Contemporary art installations integrated into the house by the MAM programme create a dialogue between the 19th-century material culture on display and modern artistic responses to Lucanian memory, landscape, and the legacy of Carlo Levi.

Cultural significance

House museums dedicated to 19th-century provincial life are relatively rare in the rural South, where the flight of population and the collapse of agricultural economies stripped many communities of their material culture. Casa Domenico Aiello preserves a fragment of that world in situ, making it a valuable resource for the social history of Basilicata.

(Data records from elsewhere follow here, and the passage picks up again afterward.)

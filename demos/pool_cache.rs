//! # Example: pool_cache
//!
//! Runs the same worker script in a pool of three contexts that share one
//! cache through the relay.
//!
//! ## Flow
//! ```text
//! Host (pool of 3)
//!   ├─ ctx-0 ─┐
//!   ├─ ctx-1 ─┼── RemoteCacheStorage ──► CacheOwner ──► CacheStorage (memory)
//!   └─ ctx-2 ─┘
//! request #1 on ctx-0: miss, render, put
//! request #2 on ctx-1: hit
//! ```
//!
//! ## Run
//! ```bash
//! cargo run --example pool_cache
//! ```

use std::sync::Arc;

use workervisor::{
    CacheApi, CacheStorageApi, Config, ExtensionError, Host, MatchOptions, Request, Response,
    ScriptFn, Topology, WorkerScope,
};

#[tokio::main]
async fn main() -> Result<(), Box<dyn std::error::Error>> {
    workervisor::logging::init(Some("info"));

    let cfg = Config {
        topology: Topology::Pool,
        pool_size: 3,
        ..Config::from_env()?
    };
    let host = Host::builder(cfg)
        .with_subscribers(vec![Arc::new(workervisor::LogWriter::new())])
        .build()?;

    let app = ScriptFn::arc("pages", |scope: &mut WorkerScope| {
        let caches = scope.caches();
        let relay = scope.broadcast().id().to_string();
        scope.on_fetch(move |ev| {
            let caches = Arc::clone(&caches);
            let relay = relay.clone();
            let Some(request) = ev.request().cloned() else {
                return Ok(());
            };
            ev.respond_with(async move {
                let pages = caches.open("pages").await?;
                if let Some(hit) = pages.match_one(&request, MatchOptions::default()).await? {
                    return Ok(hit.with_header("x-cache", "hit"));
                }
                let fresh = Response::ok(format!("{} rendered by {relay}", request.url));
                pages.put(request, fresh.clone()).await?;
                Ok::<_, ExtensionError>(fresh.with_header("x-cache", "miss"))
            })?;
            Ok(())
        });
        Ok(())
    });

    host.start(app).await?;
    for _ in 0..3 {
        let resp = host
            .dispatch_request(Request::get("https://app.test/home"))
            .await;
        println!(
            "[demo] {} x-cache={} body={}",
            resp.status,
            resp.headers.get("x-cache").unwrap_or("-"),
            resp.text()
        );
    }

    host.shutdown().await?;
    Ok(())
}
use serde::{Deserialize, Serialize};

use super::Headers;

/// An inbound request, or the request half of a cache entry.
#[derive(Clone, Debug, PartialEq, Eq, Serialize, Deserialize)]
pub struct Request {
    /// Upper-case method (`GET`, `POST`, ...).
    pub method: String,
    /// Absolute or path-only URL.
    pub url: String,
    /// Request headers.
    #[serde(default)]
    pub headers: Headers,
    /// Raw body.
    #[serde(default, with = "serde_bytes")]
    pub body: Vec<u8>,
}

impl Request {
    /// Creates a request with an upper-cased method and no headers/body.
    pub fn new(method: impl AsRef<str>, url: impl Into<String>) -> Self {
        Self {
            method: method.as_ref().to_ascii_uppercase(),
            url: url.into(),
            headers: Headers::new(),
            body: Vec::new(),
        }
    }

    /// Shorthand for a `GET` request.
    pub fn get(url: impl Into<String>) -> Self {
        Self::new("GET", url)
    }

    /// Adds a header.
    pub fn with_header(mut self, name: impl AsRef<str>, value: impl Into<String>) -> Self {
        self.headers.append(name, value);
        self
    }

    /// Sets the body.
    pub fn with_body(mut self, body: impl Into<Vec<u8>>) -> Self {
        self.body = body.into();
        self
    }

    /// URL with any `#fragment` removed.
    pub fn url_without_fragment(&self) -> &str {
        match self.url.split_once('#') {
            Some((head, _)) => head,
            None => &self.url,
        }
    }

    /// URL with fragment and `?query` removed.
    pub fn url_without_search(&self) -> &str {
        let url = self.url_without_fragment();
        match url.split_once('?') {
            Some((head, _)) => head,
            None => url,
        }
    }
}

Within the MAM network, the house functions as a complement to the landscape-focused and contemporary art nodes, grounding the visitor experience in the historical texture of Aliano before and during the period Levi described. It contributes to an understanding of why the village remained isolated and why Levi’s account resonated so powerfully with a national audience.

Practical information

Address
Aliano, 75010 MT, Basilicata, Italy
Hours
Check official MAM Aliano website for current opening times
Admission
Check official website for current ticket prices
Website
Contact the Comune di Aliano or MAM Aliano for visitor information

Getting there

Aliano is best reached by car from Matera (approximately 90 km via the SS 175 towards Stigliano). From Potenza, allow approximately 90 minutes by car via the SS 598 and local roads. There is no rail connection to Aliano; the nearest station is Ferrandina-Pisticci on the Taranto–Potenza line. Organised tours from Matera to the Calanchi and Aliano are available seasonally. Parking is available at the village entrance; the historic centre is best explored on foot.